▶ DATA FOR REVIEW
Segment Open

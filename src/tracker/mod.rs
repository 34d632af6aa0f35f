//! The time accounting core. Two operations carry the whole design: clock on
//! remembers a domain and a starting stamp, clock off turns the elapsed time
//! into storage updates. Every browser event first tries to clock off and
//! then re-evaluates what, if anything, to clock on next, so no interval is
//! ever counted twice or left dangling.

use std::{path::PathBuf, sync::Arc, time::Duration};

use anyhow::Result;
use chrono::{DateTime, Utc};
use tokio::sync::{broadcast, mpsc};
use tokio_util::sync::CancellationToken;
use tracing::{debug, error, info, warn};
use url::Url;

use crate::{
    browser_api::{
        native::NativeBridge, ActiveContext, Browser, BrowserEvent, IdleState, UserInterface,
        WINDOW_ID_NONE,
    },
    storage::{
        schema::{self, keys, StorageMap, TimerMode},
        store::{KeyValueStore, LocalStore, StorageChanges},
    },
    utils::{
        clock::{Clock, DefaultClock},
        format::{format_time, format_time_minimal},
    },
};

use self::state::{PendingDismiss, PendingEval, Timing, TrackerState};

pub mod alerts;
pub mod bootstrap;
pub mod calendar;
pub mod modes;
pub mod rollover;
pub mod shutdown;
pub mod state;

pub const IDLE_TIMEOUT_SECS: u32 = 15;

/// Bursts of browser events within this window collapse into one evaluation.
const PRE_CLOCK_ON_DEBOUNCE: Duration = Duration::from_millis(50);

/// Guards against spurious zero-length intervals from event churn.
const MIN_COMMIT_SECS: f64 = 0.5;

const NOTIFICATION_TIMEOUT: Duration = Duration::from_secs(8);

/// Stand-in domain that accumulates all time in Blue mode, where real site
/// names are never recorded.
pub const TIME_ONLY_DOMAIN: &str = "time-only.invalid";
const TIME_ONLY_URL: &str = "http://time-only.invalid/";

/// Stand-in for private browsing contexts. Never clockable.
pub const PRIVATE_DOMAIN: &str = "private.invalid";

/// Represents the starting point for the tracking host.
pub async fn start_tracker(dir: PathBuf) -> Result<()> {
    let store = Arc::new(LocalStore::open(dir.join("storage.json")).await?);
    let clock = Arc::new(DefaultClock);
    bootstrap::ensure_initialized(store.as_ref(), clock.as_ref()).await?;

    let (bridge, events) = NativeBridge::connect(tokio::io::stdin(), tokio::io::stdout());

    let shutdown_token = CancellationToken::new();
    tokio::spawn(shutdown::detect_shutdown(shutdown_token.clone()));

    let tracker = Tracker::new(
        store,
        bridge.clone(),
        bridge,
        events,
        clock,
        shutdown_token,
    );
    tracker
        .run()
        .await
        .inspect_err(|e| error!("Tracker got an error {:?}", e))
}

enum Wake {
    Shutdown,
    Event(Option<BrowserEvent>),
    Change(Result<StorageChanges, broadcast::error::RecvError>),
    Evaluate,
    Rearm,
    Dismiss,
}

/// Owns the tracking state machine and reacts to browser events, storage
/// changes and its own timers.
pub struct Tracker {
    store: Arc<dyn KeyValueStore>,
    browser: Arc<dyn Browser>,
    ui: Arc<dyn UserInterface>,
    clock: Arc<dyn Clock>,
    events: mpsc::Receiver<BrowserEvent>,
    changes: broadcast::Receiver<StorageChanges>,
    shutdown: CancellationToken,
    state: TrackerState,
}
//! In-memory state of the tracker, owned by the event loop. Timers are plain
//! deadlines the loop sleeps on; replacing a deadline cancels the previous
//! one, so at most one evaluation and one re-arm can ever be pending.

use chrono::{DateTime, Utc};
use tokio::time::Instant;

use crate::{
    browser_api::ActiveContext,
    storage::schema::TimerMode,
};

use super::modes::{BadgeStyle, ListenerSet};

/// The domain currently being timed. Elapsed time only reaches storage when
/// this gets clocked off.
#[derive(Debug, Clone, PartialEq, Eq)]
pub struct Timing {
    pub domain: String,
    pub started: DateTime<Utc>,
}

/// A debounced clock-on evaluation waiting to run.
#[derive(Debug, Clone)]
pub struct PendingEval {
    pub context: Option<ActiveContext>,
    pub due: Instant,
}

/// A notification waiting to be auto-dismissed.
#[derive(Debug, Clone)]
pub struct PendingDismiss {
    pub id: String,
    pub due: Instant,
}

pub struct TrackerState {
    pub timing: Option<Timing>,
    pub mode: TimerMode,
    pub listeners: ListenerSet,
    pub badge: BadgeStyle,
    pub pending_eval: Option<PendingEval>,
    /// When to force a clock-off/clock-on cycle so the badge keeps moving on
    /// a static tab.
    pub rearm_at: Option<Instant>,
    pub pending_dismiss: Option<PendingDismiss>,
    /// Last notification text shown, to suppress duplicates from overlapping
    /// commits.
    pub last_alert_text: String,
}

impl TrackerState {
    pub fn new() -> Self {
        Self {
            timing: None,
            mode: TimerMode::Off,
            listeners: ListenerSet::NONE,
            badge: BadgeStyle::Hidden,
            pending_eval: None,
            rearm_at: None,
            pending_dismiss: None,
            last_alert_text: String::new(),
        }
    }

    /// Drops everything tied to the finished accounting day. The mode and its
    /// listeners survive, they are not part of the day.
    pub fn reset_day(&mut self) {
        self.timing = None;
        self.pending_eval = None;
        self.rearm_at = None;
        self.last_alert_text.clear();
    }
}

impl Default for TrackerState {
    fn default() -> Self {
        Self::new()
    }
}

Segment Closed

▶ THE TASK
Tally lines in the listing above that include the word "StorageChanges"; respond with that number only.

▶ RESPONSE
3